Doc NTIA lead nominee criticizes "woke" and "socialist" fiber broadband subsidy
51 comments
·February 28, 2025efnx
nitwit005
It's possible, but more likely it's the issue of wireless providers who have tried to make dubious claims about speeds and coverage to claim government funds: https://www.latimes.com/business/story/2023-02-16/fcc-invest...
esseph
I think you're just throwing a link out without understanding the topic in the title.
It's talking about opening up scoring system for BEAD to let the best technology for the market win based on features and costs.
Right now it is heavily weighted for fiber, and is done in a way that wouldn't require 25% matching funds for something like the middle of Wyoming, Montana, Alaska, etc.
But if you want to fiber up, say, Alaska - you're going to need a lot more money than $45Bn for just /that/ state alone. That's a lot of tax dollars better spent elsewhere when other sufficient technologies exist.
nitwit005
And a more "industry friendly" government is going to let the wireless companies provide crappy service, lie about it, and take the funds.
jamal-kumar
Honestly she could have done better putting it in those terms rather than attacking it the way she did but you nailed it. It's really expensive to cover large and disparate geographic areas with that kind of thing. There's definitely examples of smaller companies emerging and wiring up their entire rural towns with fibre optic, although the one I'm most aware of kind of foundered when the town ended up selling it to the big phone company after they couldn't pay something like 18 million in debt which gives an idea of scale and challenges for getting lasers to homes in just one town [1]. And on the other hand I've lived in much smaller third world countries where you can get FTTH pretty much everywhere even in small towns, mostly doable because the area to cover is just super small.
[1] https://www.thealbertan.com/olds-news/town-of-olds-selling-i...
walrus01
WISPA in particular has been strongly anti-fiber and lobbying that things like 50 x 10 Mbps on a contended-access wireless point to multipoint system is good enough.
beeflet
I would be more willing to accept that state of affairs if StarLink had better competition.
protocolture
I have been seeing lots of seppostani ISP people railing against BEAD.
But like, if I had to choose between a keynesianish narrow targeting of government funds to reward local ISP's, and the Australian style big government telco monopoly it would be no contest.
I think BEAD opponents need to think strategically. If they get rid of BEAD, and fail to meet broadband demand, what will the next democrat government do?
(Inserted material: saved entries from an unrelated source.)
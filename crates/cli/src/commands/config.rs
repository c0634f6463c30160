//! Configuration commands (show, init, path)

use std::path::{Path, PathBuf};

use anyhow::{Context, Result};
use parley_core::Config;
use tracing::error;

/// Resolve the config file: an explicit `--config` wins over the user path
pub fn resolve_path(explicit: Option<&Path>) -> Option<PathBuf> {
  explicit.map(Path::to_path_buf).or_else(Config::user_config_path)
}

/// Load the effective configuration
pub fn load(explicit: Option<&Path>) -> Result<Config> {
  match explicit {
    Some(path) => Config::load(path).with_context(|| format!("Failed to load config from {}", path.display())),
    None => Ok(Config::load_or_default()),
  }
}

/// Print the effective configuration as TOML
pub fn cmd_config_show(explicit: Option<&Path>) -> Result<()> {
  let config = load(explicit)?;

  match resolve_path(explicit) {
    Some(path) if path.exists() => println!("Using config: {}", path.display()),
    _ => println!("Using default configuration (no config file found)"),
  }
  println!();

  let toml_str = toml::to_string_pretty(&config)?;
  println!("{}", toml_str);

  Ok(())
}

/// Write the commented default template
pub fn cmd_config_init(explicit: Option<&Path>, force: bool) -> Result<()> {
  let Some(config_path) = resolve_path(explicit) else {
    anyhow::bail!("Cannot determine a config directory; pass --config <path>");
  };

  if config_path.exists() && !force {
    error!(path = %config_path.display(), "Config file already exists");
    println!("Use --force to overwrite it");
    std::process::exit(1);
  }

  if let Some(parent) = config_path.parent() {
    std::fs::create_dir_all(parent).with_context(|| format!("Failed to create {}", parent.display()))?;
  }

  std::fs::write(&config_path, Config::template())
    .with_context(|| format!("Failed to write {}", config_path.display()))?;

  println!("Created config: {}", config_path.display());
  Ok(())
}

pub fn cmd_config_path(explicit: Option<&Path>) -> Result<()> {
  match resolve_path(explicit) {
    Some(path) => println!("{}", path.display()),
    None => println!("(no config directory available)"),
  }
  Ok(())
}
//! The event capability shared by actors, the event bus and the chat runner.

/// Subscription key that matches every event type.
pub const WILDCARD_EVENT_TYPE: &str = "*";

/// Anything routable by type.
///
/// `event_type` is the discriminator used for handler lookup; it should be
/// stable for the lifetime of the value.
pub trait Event: Send + Sync + 'static {
  fn id(&self) -> &str;

  fn event_type(&self) -> &str;
}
Assuming there is one.
rhinoceraptor
I guess "equity", meaning running fiber to rural areas, even if they usually lean red, means "woke"?
Or is it that "woke" now just means any internet infrastructure that isn't Starlink?
rayiner
No, that’s not what it means: https://www.thefp.com/p/inside-biden-broadband-boondoggle-tr...
> In addition, states had to prove that they promoted participation from minority-owned businesses, women-owned businesses, and “other socially or economically disadvantaged individual-owned businesses.” They also had to create a Five-Year Action Plan that required collaborating with unions and “underrepresented communities,” including prisoners, LGBTQI+ individuals, women, and people of color.
If you support incorporating race and identity group preferences into government infrastructure projects, just own that instead of obfuscating.
dashundchen
Yes, if you are funding a program to get broadband to underserved areas, including rural and low income populations, it's reasonable to require a plan for outreach so that those groups know they can connect. Why have a program if people don't know about it?
They didn't come up with program out of nowhere, it's been well studied those groups had less connectivity and broadband availability.
https://pmc.ncbi.nlm.nih.gov/articles/PMC10688393/
I'm not sure what your point is here besides that you dislike inclusion. The point of the program is to level the playing field by offering broadband where it might not normally have been profitable to expand.
Outreach shouldn't slow anyone down. The cost of doing some marketing and data analysis is probably miniscule compared to the actual infrastructure build out.
defen
> it's reasonable to require a plan for outreach so that those groups know they can connect. Why have a program if people don't know about it?
It's not about outreach to those groups so they can connect to low-cost internet, it's about who builds out the network itself.
hooverd
Very little proof that woke did this vs. Carr just saying so. it sounds like most holdup was at the state level.
rayiner
Building infrastructure in this country is already nearly impossible, without adding another whole dimension of things that can be used to bog down and litigate projects to death.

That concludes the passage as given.